Puxar o tapete

Mandam as leis do bom senso e da experiência não dar crédito a homens que falam muito de amor, que nos dizem ao primeiro encontro que se apaixonaram, ao segundo que somos a mulher da vida deles e, ao terceiro, que fazem planos para o futuro. Depois, ao quarto querem viver connosco para todo o…

para pessoas assim, devia existir um spray – senão repelente ao menos neutralizante –, que anulasse ou retardasse tais criaturas, pela simples razão de que tanta vontade, tanto interesse e tanto empenho podem até ser verdadeiros, mas pouco têm a ver com amor.

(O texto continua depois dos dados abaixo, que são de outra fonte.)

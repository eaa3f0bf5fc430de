//! Auction bids and per-round buyer positions.

use crate::domain::{Address, Amount, BlockNumber};
use serde::{Deserialize, Serialize};

/// A bid for options in one round's auction.
#[derive(Debug, Clone, PartialEq, Eq, Serialize, Deserialize)]
pub struct Bid {
    pub round_address: Address,
    pub bid_id: String,
    pub buyer: Address,
    /// Number of options requested.
    pub amount: Amount,
    /// Price per option.
    pub price: Amount,
    /// Placement order within the round; only price increases advance it.
    pub nonce: u64,
    pub placed_block: BlockNumber,
}

/// What a buyer is owed after a round's auction clears.
#[derive(Debug, Clone, PartialEq, Eq, Serialize, Deserialize)]
pub struct OptionBuyer {
    pub round_address: Address,
    pub address: Address,
    pub mintable_options: Amount,
    pub refundable_amount: Amount,
    pub has_minted: bool,
    pub has_refunded: bool,
    pub has_exercised: bool,
}

impl OptionBuyer {
    pub fn new(round_address: Address, address: Address) -> Self {
        Self {
            round_address,
            address,
            mintable_options: Amount::zero(),
            refundable_amount: Amount::zero(),
            has_minted: false,
            has_refunded: false,
            has_exercised: false,
        }
    }

    pub fn flag(&self, flag: BuyerFlag) -> bool {
        match flag {
            BuyerFlag::Minted => self.has_minted,
            BuyerFlag::Refunded => self.has_refunded,
            BuyerFlag::Exercised => self.has_exercised,
        }
    }

    pub fn set_flag(&mut self, flag: BuyerFlag, value: bool) {
        match flag {
            BuyerFlag::Minted => self.has_minted = value,
            BuyerFlag::Refunded => self.has_refunded = value,
            BuyerFlag::Exercised => self.has_exercised = value,
        }
    }
}

/// Set-once markers on a buyer position.
#[derive(Debug, Clone, Copy, PartialEq, Eq, Hash, Serialize, Deserialize)]
pub enum BuyerFlag {
    Minted,
    Refunded,
    Exercised,
}

impl std::fmt::Display for BuyerFlag {
    fn fmt(&self, f: &mut std::fmt::Formatter<'_>) -> std::fmt::Result {
        match self {
            BuyerFlag::Minted => write!(f, "minted"),
            BuyerFlag::Refunded => write!(f, "refunded"),
            BuyerFlag::Exercised => write!(f, "exercised"),
        }
    }
}
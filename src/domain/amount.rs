//! Arbitrary-precision non-negative integer backed by num-bigint.
//!
//! Every balance, price and quantity in the ledger is an `Amount`. Subtraction
//! is only offered in checked form so an underflow can never wrap.

use num_bigint::BigUint;
use num_traits::{CheckedSub, Zero};
use serde::{Deserialize, Deserializer, Serialize, Serializer};
use std::fmt;
use std::str::FromStr;

/// Lossless unsigned quantity for balances, prices and option counts.
///
/// Serializes to a JSON string of decimal digits so values wider than 64 bits
/// survive any client.
#[derive(Debug, Clone, Default, PartialEq, Eq, PartialOrd, Ord, Hash)]
pub struct Amount(BigUint);

impl Amount {
    /// Create an Amount from a BigUint.
    pub fn new(value: BigUint) -> Self {
        Amount(value)
    }

    /// The additive identity (0).
    pub fn zero() -> Self {
        Amount(BigUint::zero())
    }

    /// Returns true if the value is exactly zero.
    pub fn is_zero(&self) -> bool {
        self.0.is_zero()
    }

    /// Returns true if the value is > 0.
    pub fn is_positive(&self) -> bool {
        !self.is_zero()
    }

    /// Rebuild a 256-bit quantity from the two 128-bit words the chain emits.
    pub fn from_u256_words(high: u128, low: u128) -> Self {
        Amount((BigUint::from(high) << 128u32) | BigUint::from(low))
    }

    /// `self - rhs`, or None if the result would be negative.
    pub fn checked_sub(&self, rhs: &Amount) -> Option<Amount> {
        self.0.checked_sub(&rhs.0).map(Amount)
    }

    /// `floor(self * numerator / denominator)`, or None on a zero denominator.
    pub fn mul_div_floor(&self, numerator: &Amount, denominator: &Amount) -> Option<Amount> {
        if denominator.is_zero() {
            return None;
        }
        Some(Amount(&self.0 * &numerator.0 / &denominator.0))
    }

    /// Format as canonical decimal digits.
    pub fn to_canonical_string(&self) -> String {
        self.0.to_str_radix(10)
    }

    /// Length-prefixed digits whose lexicographic order matches numeric order.
    ///
    /// Used as the SQL sort column for prices, since TEXT columns holding plain
    /// digits would sort "9" above "10".
    pub fn sort_key(&self) -> String {
        let digits = self.to_canonical_string();
        format!("{:04}{}", digits.len(), digits)
    }

    /// Get the underlying BigUint.
    pub fn inner(&self) -> &BigUint {
        &self.0
    }
}

impl fmt::Display for Amount {
    fn fmt(&self, f: &mut fmt::Formatter<'_>) -> fmt::Result {
        write!(f, "{}", self.to_canonical_string())
    }
}

impl FromStr for Amount {
    type Err = num_bigint::ParseBigIntError;

    fn from_str(s: &str) -> Result<Self, Self::Err> {
        BigUint::from_str(s.trim()).map(Amount)
    }
}

impl From<u64> for Amount {
    fn from(value: u64) -> Self {
        Amount(BigUint::from(value))
    }
}

impl From<u128> for Amount {
    fn from(value: u128) -> Self {
        Amount(BigUint::from(value))
    }
}

impl From<BigUint> for Amount {
    fn from(value: BigUint) -> Self {
        Amount(value)
    }
}

impl Serialize for Amount {
    fn serialize<S: Serializer>(&self, serializer: S) -> Result<S::Ok, S::Error> {
        serializer.serialize_str(&self.to_canonical_string())
    }
}

impl<'de> Deserialize<'de> for Amount {
    fn deserialize<D: Deserializer<'de>>(deserializer: D) -> Result<Self, D::Error> {
        let s = String::deserialize(deserializer)?;
        Amount::from_str(&s).map_err(serde::de::Error::custom)
    }
}

// Arithmetic operations. Addition and multiplication cannot overflow.
impl std::ops::Add for Amount {
    type Output = Amount;

    fn add(self, rhs: Amount) -> Amount {
        Amount(self.0 + rhs.0)
    }
}

impl<'a> std::ops::Add<&'a Amount> for &'a Amount {
    type Output = Amount;

    fn add(self, rhs: &'a Amount) -> Amount {
        Amount(&self.0 + &rhs.0)
    }
}

impl std::ops::AddAssign<&Amount> for Amount {
    fn add_assign(&mut self, rhs: &Amount) {
        self.0 += &rhs.0;
    }
}

impl std::ops::Mul for Amount {
    type Output = Amount;

    fn mul(self, rhs: Amount) -> Amount {
        Amount(self.0 * rhs.0)
    }
}

impl<'a> std::ops::Mul<&'a Amount> for &'a Amount {
    type Output = Amount;

    fn mul(self, rhs: &'a Amount) -> Amount {
        Amount(&self.0 * &rhs.0)
    }
}

impl std::iter::Sum for Amount {
    fn sum<I: Iterator<Item = Amount>>(iter: I) -> Amount {
        iter.fold(Amount::zero(), |acc, x| acc + x)
    }
}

claro que todas gostamos de tiradas românticas, de rosas na cama acompanhadas de banda sonora adequada ao momento, de mensagens escritas a perguntar se queremos casar – mesmo quando não queremos – e não resistimos aos clichés mais clássicos, enjoativos e previsíveis como: ‘és a mulher da minha vida’, ‘finalmente encontrei a pessoa certa para mim’, ‘nunca conheci ninguém como tu’, ‘és a mulher mais bonita do mundo’ – mesmo que seja a seguir à mãe dele – ‘foi isto que eu sonhei para mim’, etc.

mas, no fundo, bem lá no fundo, onde acaba o coração e começa a consciência, há uma voz de alerta avisando-nos que se calhar a vida não é bem assim, que o aladino não é nenhum príncipe e que à terceira volta no tapete mágico podemos cair a pique e partir a cara.

o aladino era um tipo ambicioso que queria protagonismo e subir na vida rapidamente e em estilo. vai daí, armou-se em príncipe para conquistar a princesa jasmine, que ao vê-lo todo emproado – mascarado do que não era graças às capacidades efabulatórias do seu amigo génio – não reconhece o rapazinho pobre que com ela se cruzou no mercado e a levou a dar uma volta no tapete mágico.

cada um tem as suas idiossincrasias e eu não escapo às minhas; ver os filmes da disney é uma delas, por isso, desculpem-me a infantilidade do exemplo que é para mim paradigmático. o afoito pedinte, que só possui três encantos, uma carinha laroca, uma lata descomunal e o dito tapete, convida a donzela para um voo romântico. e quando ela hesita, desconfiada com tanta simpatia, ele estende-lhe a mão e pergunta: «will you trust me?». jasmine hesita mais uma vez e por fim arrisca. dão um belo passeio musicado, no fim do qual, quando ele a desembarca na varanda do palácio, já está conquistada. o feitiço foi lançado; a partir desse momento ele pode desaparecer, levar outras a passear, deixá-la pendurada ou mesmo puxar-lhe o tapete, porque ela já foi apanhada.

há quem apregoe que o mais importante numa relação é o respeito, mas para mim é a confiança. porque com ela constrói-se tudo e sem ela nada é possível, nem mesmo o respeito pelo outro. a confiança é como a virgindade, só se perde uma vez, e quando é dada como perdida, não há caminho. é como olhar para trás depois de passar uma porta e a porta já lá não estar. quando há mentiras e manipulações, é porque não há respeito, e quando não há respeito, não há amor. nesses casos, mais vale puxar o tapete antes que nos façam o mesmo e trancar a porta. ou mesmo mudar a fechadura, se for caso disso.